April 22, 2010

A New Court, I

I asked the class if they would be scared to fly in a plane with a woman pilot. The boys nodded zealously and laughed; the girls simply nodded.

Knowing that the P.E. exams are still going on at Shandong Normal, I set out to find another court. Word has it that there is a university near my apartment, so that’s my destination. It’s a beautiful afternoon – not a day to go without ball.

I walk two minutes to the gate of the apartment, where students, having recently been let out of school, are milling about. There is no bombardment of Halloo!s, just two girls who seem to have a particular interest in me. “Hello!” one of them says. “You look so cool!” I don’t know if she earnestly believes that or if it’s simply one of the limited number of English sentences she knows. I am, after all, wearing a decaying pair of 10-year-old corduroys and a dirty grey fleece jacket. It doesn’t strike me as particularly cool, but the girl persists. “How old are you?” she asks, to which I reply 24 in Chinese. She says that she’s 16. Her friend then asks for my phone number as I am walking away. I decline and proceed onward.

Girls aren’t usually so brazen here in Jinan. And not just the schoolgirls at the boarding school. No, girls in general are usually pretty quiet, pretty reserved. There seems a stark disparity regarding what is appropriate behavior for men and women.

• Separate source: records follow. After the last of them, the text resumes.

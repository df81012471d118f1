use core::hint::black_box;
use criterion::{Criterion, Throughput, criterion_group, criterion_main};
use futures::future::join_all;
use rand::{SeedableRng, rngs::StdRng};
use redpacket::{PacketService, ServiceConfig, split::split_with};
use std::time::Instant;
use tokio::runtime::Builder;

// Shares per packet in the claim benchmarks.
const SHARES: usize = 1024;

fn bench_split(c: &mut Criterion) {
    let mut group = c.benchmark_group("split");

    for share_count in [3, 100, 10_000] {
        group.throughput(Throughput::Elements(share_count as u64));
        group.bench_function(format!("shares/{share_count}"), |b| {
            let mut rng = StdRng::seed_from_u64(0);
            b.iter(|| black_box(split_with(&mut rng, 1_000_000, share_count)));
        });
    }

    group.finish();
}

fn bench_claims(c: &mut Criterion) {
    let rt = Builder::new_multi_thread()
        .enable_all()
        .build()
        .expect("failed to build runtime");

    let mut group = c.benchmark_group("claim");
    group.throughput(Throughput::Elements(SHARES as u64));

    for num_shards in [1, 16] {
        let service = rt.block_on(async {
            PacketService::new(ServiceConfig {
                num_shards,
                ..ServiceConfig::default()
            })
            .expect("valid config")
        });

        // Claims are spread over one packet per shard so that the shard count
        // is what varies between runs.
        group.bench_function(format!("shards/{num_shards}"), |b| {
            b.to_async(&rt).iter_custom(|iters| {
                let service = service.clone();
                async move {
                    let start = Instant::now();
                    for _ in 0..iters {
                        let ids: Vec<_> = (0..num_shards)
                            .map(|_| {
                                service
                                    .create_packet(1, (SHARES * 100) as u64, SHARES / num_shards)
                                    .expect("valid packet")
                                    .id
                            })
                            .collect();
                        let claims = ids.iter().flat_map(|&id| {
                            let service = service.clone();
                            (0..SHARES / num_shards).map(move |claimant| {
                                let service = service.clone();
                                tokio::spawn(async move {
                                    service.claim_packet(id, claimant as u64 + 1).await
                                })
                            })
                        });
                        black_box(join_all(claims).await);
                    }
                    start.elapsed()
                }
            });
        });
    }

    group.finish();
}

criterion_group!(benches, bench_split, bench_claims);
criterion_main!(benches);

Women, for instance, hardly ever smoke cigarettes, whereas men suck them down with zest. Women also aren’t much for drinking; men are. The other day there was a big banquet for all the employees of our school: foreign teachers, Chinese teachers, managers, everyone. Well, after the formalities were taken care of, the beer started flowing. Pretty much all the foreign teachers – men and women – imbibed, as did the Chinese men. But the women? Not a drop. Same thing happened two nights ago at a local restaurant. Two buddies and I went to get some grub, and we were summoned to a neighboring table by a quintet of Chinese people – three guys, two girls – who wanted to drink with us. Predictably, the guys were chain-smoking and going bottoms-up – or gan bei, as they say, which literally means “dry glass” – while the two girls sat to the side drinking tea. Not that you have to drink booze and smoke cigarettes to be social. I’m just saying that the cultural mores here are pretty unyielding about these things.

And it isn’t just the vices that differ between men and women. So, too, does the way they act. The girls at that restaurant – each of whom speak some English – were passive and let the guys do all the talking. Same goes for that banquet with my co-workers, who also all speak English. I had a female Chinese teacher approach me the next week at school and ask me my name. “I thought that was it,” she said. “I was going to talk to you at the dinner but I didn’t want to disturb you.”

My favorite “girls here are timid” moment came in one of my first weeks teaching last fall. An upper-level class – full of 12- to 14-year-olds – was grinding to a halt; it was so boring for them that it became boring for me. We were talking about different professions and, hoping to cause a stir, I just up and asked, “Are there any jobs that women shouldn’t have?” The class was half-full of girls. They froze like statues after I asked the question, whereas I saw a few of the boys’ heads bob in affirmation. “OK, like what?” I said, pointing to one of the smarter boys who was nodding.

“Um, doctor,” he said.

“Women shouldn’t be doctors!” I exclaimed, trying to incite some sort of emotion.

“No. I do not want a woman doctor if I am I sick.”

The class was divided along gender lines: the boys were to my left, the girls my right. I shot a glance to the right to see if this blatant sexism had evoked any emotions among the girls. Nope. Still statues.

“What else should women not do?”

“Pilot,” a different boy said. “Women should not fly plane because that would be dangerous.” I asked the class if they would be scared to fly in a plane with a woman pilot. The boys nodded zealously and laughed; the girls simply nodded.

Seemed like these kids didn’t want women to be in responsibility-bearing positions. Or maybe that’s not exactly true. Maybe it’s only boys who don’t want women to have these jobs, and the girls in class were simply too sheepish to say anything about it. Either way, it speaks to my point: either the girls believe they’re not equipped for these jobs, or they’re too scared to speak up. That’s why these schoolgirls’ forward attitude – “You look cool,” “What’s your number?” etc. – is kind of startling.